'''

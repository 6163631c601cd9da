use std::sync::Arc;
use std::time::Duration;

use async_trait::async_trait;
use dashmap::DashMap;
use tokio::sync::watch;
use tokio::task::JoinHandle;
use tracing::{info, warn};
use uuid::Uuid;

use crate::api::{DeliveryApi, RouteEta};
use crate::channel::transport::Connector;
use crate::channel::{ChannelMux, ConnectionState, ReconnectPolicy};
use crate::config::Config;
use crate::error::SyncError;
use crate::models::delivery::Delivery;
use crate::models::geofence::{GeofenceRegion, Leg};
use crate::models::operation::{OperationPayload, PendingOperation};
use crate::observability::metrics::Metrics;
use crate::queue::transport::{DispatchOutcome, OperationTransport};
use crate::queue::{FlushSummary, OperationQueue};
use crate::status::{StatusMachine, TransitionOrigin, TransitionOutcome};
use crate::store::KvStore;
use crate::tracker::source::LocationSource;
use crate::tracker::PositionTracker;
use crate::wire::{topic, EventPayload};

struct DeliveryRuntime {
    delivery: Delivery,
    machine: Arc<StatusMachine>,
    stop_tx: watch::Sender<bool>,
}

/// Composition root. Owns the channel, the queue, the tracker and one status
/// machine per active delivery, and wires the edges between them: remote
/// events feed the machines, status changes rotate geofence legs, and
/// restored connectivity drains the queue.
pub struct SyncCore {
    config: Config,
    metrics: Arc<Metrics>,
    mux: ChannelMux,
    queue: Arc<OperationQueue>,
    tracker: PositionTracker,
    api: Arc<dyn DeliveryApi>,
    deliveries: Arc<DashMap<Uuid, DeliveryRuntime>>,
    flush_watcher: JoinHandle<()>,
}

impl SyncCore {
    pub async fn new(
        config: Config,
        connector: Box<dyn Connector>,
        source: Arc<dyn LocationSource>,
        api: Arc<dyn DeliveryApi>,
        store: Arc<dyn KvStore>,
    ) -> Result<Self, SyncError> {
        let metrics = Arc::new(Metrics::new());

        let base = Duration::from_millis(config.reconnect_delay_ms);
        let max = Duration::from_millis(config.reconnect_max_delay_ms);
        let policy = if max > base {
            ReconnectPolicy::exponential(base, max)
        } else {
            ReconnectPolicy::fixed(base)
        };
        let mux = ChannelMux::new(config.ws_url.clone(), connector, policy, metrics.clone());

        let deliveries: Arc<DashMap<Uuid, DeliveryRuntime>> = Arc::new(DashMap::new());
        let transport = Arc::new(RestTransport {
            api: api.clone(),
            deliveries: deliveries.clone(),
        });
        let queue = Arc::new(
            OperationQueue::open(store.clone(), transport, config.max_attempts, metrics.clone())
                .await?,
        );
        let tracker = PositionTracker::open(
            source,
            mux.clone(),
            queue.clone(),
            store,
            &config,
            metrics.clone(),
        )
        .await?;

        let flush_watcher = spawn_flush_watcher(queue.clone(), mux.state_watch());

        Ok(Self {
            config,
            metrics,
            mux,
            queue,
            tracker,
            api,
            deliveries,
            flush_watcher,
        })
    }

    pub fn connect(&self, credential: &str) {
        self.mux.connect(credential);
    }

    pub async fn disconnect(&self) {
        self.mux.disconnect().await;
    }

    pub fn mux(&self) -> &ChannelMux {
        &self.mux
    }

    pub fn queue(&self) -> &Arc<OperationQueue> {
        &self.queue
    }

    pub fn tracker(&self) -> &PositionTracker {
        &self.tracker
    }

    pub fn metrics(&self) -> &Arc<Metrics> {
        &self.metrics
    }

    /// Fetches the delivery, builds its status machine and wires it into the
    /// live channel and the tracker. Returns the machine for UI use.
    pub async fn begin_delivery(&self, delivery_id: Uuid) -> Result<Arc<StatusMachine>, SyncError> {
        if let Some((_, old)) = self.deliveries.remove(&delivery_id) {
            old.stop_tx.send_replace(true);
        }

        let delivery = self.api.fetch_delivery(delivery_id).await?;
        let machine = Arc::new(StatusMachine::new(
            delivery.id,
            delivery.status,
            self.mux.clone(),
            self.queue.clone(),
            self.metrics.clone(),
        ));
        let (stop_tx, _) = watch::channel(false);

        self.tracker.set_delivery(Some(delivery.id)).await;
        self.tracker
            .set_regions(regions_for(
                &delivery,
                delivery.status.active_leg(),
                self.config.geofence_radius_m,
            ))
            .await;

        spawn_remote_status_task(
            self.mux.clone(),
            machine.clone(),
            delivery.id,
            stop_tx.subscribe(),
        );
        spawn_leg_rotation_task(
            self.tracker.clone(),
            machine.clone(),
            delivery.clone(),
            self.config.geofence_radius_m,
            stop_tx.subscribe(),
        );

        info!(delivery = %delivery.id, status = ?delivery.status, "delivery activated");
        self.deliveries.insert(
            delivery.id,
            DeliveryRuntime {
                delivery,
                machine: machine.clone(),
                stop_tx,
            },
        );
        Ok(machine)
    }

    /// Tears down the runtime for a delivery: the status subscription is
    /// released and the tracker stops attributing points to it.
    pub async fn end_delivery(&self, delivery_id: Uuid) {
        let Some((_, runtime)) = self.deliveries.remove(&delivery_id) else {
            return;
        };
        runtime.stop_tx.send_replace(true);
        self.tracker.set_regions(Vec::new()).await;
        self.tracker.set_delivery(None).await;
        info!(delivery = %delivery_id, "delivery deactivated");
    }

    pub fn machine(&self, delivery_id: Uuid) -> Option<Arc<StatusMachine>> {
        self.deliveries
            .get(&delivery_id)
            .map(|runtime| runtime.machine.clone())
    }

    pub fn delivery(&self, delivery_id: Uuid) -> Option<Delivery> {
        self.deliveries
            .get(&delivery_id)
            .map(|runtime| runtime.delivery.clone())
    }

    /// Applies the status change a confirmed arrival prompt implies:
    /// reaching the pickup means the package was collected, reaching the
    /// drop-off means it was handed over.
    pub async fn confirm_arrival(
        &self,
        delivery_id: Uuid,
        leg: Leg,
    ) -> Result<TransitionOutcome, SyncError> {
        let machine = self
            .machine(delivery_id)
            .ok_or_else(|| SyncError::NotFound(format!("delivery {delivery_id}")))?;
        let next = match leg {
            Leg::Pickup => crate::models::delivery::DeliveryStatus::PickedUp,
            Leg::Dropoff => crate::models::delivery::DeliveryStatus::Delivered,
        };
        Ok(machine.request_transition(next, TransitionOrigin::Local).await)
    }

    /// Queues a support ticket durably and drains the queue right away when
    /// the channel is up.
    pub async fn report_issue(
        &self,
        subject: impl Into<String>,
        body: impl Into<String>,
    ) -> Result<Uuid, SyncError> {
        let id = self
            .queue
            .enqueue(OperationPayload::Ticket {
                subject: subject.into(),
                body: body.into(),
            })
            .await?;
        if self.mux.state() == ConnectionState::Connected {
            self.queue.flush().await;
        }
        Ok(id)
    }

    pub async fn sync_now(&self) -> FlushSummary {
        self.queue.flush().await
    }

    /// ETA from the courier's last known position to the end of the current
    /// leg.
    pub async fn route_eta(&self, delivery_id: Uuid) -> Result<RouteEta, SyncError> {
        let (delivery, machine) = {
            let runtime = self
                .deliveries
                .get(&delivery_id)
                .ok_or_else(|| SyncError::NotFound(format!("delivery {delivery_id}")))?;
            (runtime.delivery.clone(), runtime.machine.clone())
        };

        let target = match machine.current().active_leg() {
            Some(Leg::Pickup) => delivery.pickup,
            _ => delivery.dropoff,
        };
        let from = match self.tracker.last_known().await {
            Some(point) => point.position,
            None => delivery.pickup,
        };
        self.api.fetch_route(&from, &target).await
    }

    /// The platform keeps sampling alive in the background, so nothing to do
    /// here; the hook exists so app shells can wire both directions.
    pub fn on_app_background(&self) {}

    pub async fn on_app_foreground(&self) -> Result<(), SyncError> {
        self.tracker.restart().await
    }

    pub async fn shutdown(&self) {
        self.tracker.stop().await;
        self.mux.disconnect().await;
        for runtime in self.deliveries.iter() {
            runtime.stop_tx.send_replace(true);
        }
        self.deliveries.clear();
        self.flush_watcher.abort();
        info!("sync core stopped");
    }
}

fn regions_for(delivery: &Delivery, leg: Option<Leg>, radius_m: f64) -> Vec<GeofenceRegion> {
    match leg {
        Some(Leg::Pickup) => vec![GeofenceRegion {
            delivery_id: delivery.id,
            leg: Leg::Pickup,
            center: delivery.pickup,
            radius_m,
        }],
        Some(Leg::Dropoff) => vec![GeofenceRegion {
            delivery_id: delivery.id,
            leg: Leg::Dropoff,
            center: delivery.dropoff,
            radius_m,
        }],
        None => Vec::new(),
    }
}

fn spawn_flush_watcher(
    queue: Arc<OperationQueue>,
    mut state_rx: watch::Receiver<ConnectionState>,
) -> JoinHandle<()> {
    tokio::spawn(async move {
        let mut previous = *state_rx.borrow();
        while state_rx.changed().await.is_ok() {
            let current = *state_rx.borrow_and_update();
            if previous != ConnectionState::Connected && current == ConnectionState::Connected {
                info!("connectivity restored, draining pending operations");
                queue.flush().await;
            }
            previous = current;
        }
    })
}

fn spawn_remote_status_task(
    mux: ChannelMux,
    machine: Arc<StatusMachine>,
    delivery_id: Uuid,
    mut stop_rx: watch::Receiver<bool>,
) {
    tokio::spawn(async move {
        let mut subscription = mux.subscribe(topic::status(delivery_id)).await;
        loop {
            tokio::select! {
                event = subscription.recv() => match event {
                    Some(EventPayload::Status { status, .. }) => {
                        machine
                            .request_transition(status, TransitionOrigin::Remote)
                            .await;
                    }
                    Some(_) => {}
                    None => break,
                },
                _ = stop_rx.changed() => {
                    if *stop_rx.borrow() {
                        mux.unsubscribe(subscription).await;
                        break;
                    }
                }
            }
        }
    });
}

fn spawn_leg_rotation_task(
    tracker: PositionTracker,
    machine: Arc<StatusMachine>,
    delivery: Delivery,
    radius_m: f64,
    mut stop_rx: watch::Receiver<bool>,
) {
    let mut status_rx = machine.observer();
    tokio::spawn(async move {
        let mut active_leg = delivery.status.active_leg();
        loop {
            tokio::select! {
                changed = status_rx.changed() => {
                    if changed.is_err() {
                        break;
                    }
                    let status = *status_rx.borrow_and_update();
                    if status.is_terminal() {
                        tracker.set_regions(Vec::new()).await;
                        tracker.set_delivery(None).await;
                        break;
                    }
                    let leg = status.active_leg();
                    if leg != active_leg {
                        tracker
                            .set_regions(regions_for(&delivery, leg, radius_m))
                            .await;
                        active_leg = leg;
                    }
                }
                _ = stop_rx.changed() => {
                    if *stop_rx.borrow() {
                        break;
                    }
                }
            }
        }
    });
}

struct RestTransport {
    api: Arc<dyn DeliveryApi>,
    deliveries: Arc<DashMap<Uuid, DeliveryRuntime>>,
}

#[async_trait]
impl OperationTransport for RestTransport {
    async fn dispatch(&self, operation: &PendingOperation) -> DispatchOutcome {
        let result = match &operation.payload {
            OperationPayload::Tracking { delivery_id, point } => {
                self.api.submit_tracking_point(*delivery_id, point).await
            }
            OperationPayload::StatusUpdate {
                delivery_id,
                status,
            } => {
                let machine = self
                    .deliveries
                    .get(delivery_id)
                    .map(|runtime| runtime.machine.clone());
                if let Some(machine) = machine {
                    if machine.is_superseded(*status).await {
                        return DispatchOutcome::Superseded;
                    }
                }
                self.api.submit_status_update(*delivery_id, *status).await
            }
            OperationPayload::Ticket { subject, body } => {
                self.api.submit_ticket(subject, body).await
            }
        };

        match result {
            Ok(()) => DispatchOutcome::Sent,
            Err(err) => {
                warn!(operation = %operation.id, error = %err, "dispatch failed");
                DispatchOutcome::Failed
            }
        }
    }
}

'''

_Your goal:_ In the records above, find each line that mentions the string "true", then copy it.

_Output of the exercise:_
            old.stop_tx.send_replace(true);
        runtime.stop_tx.send_replace(true);
            runtime.stop_tx.send_replace(true);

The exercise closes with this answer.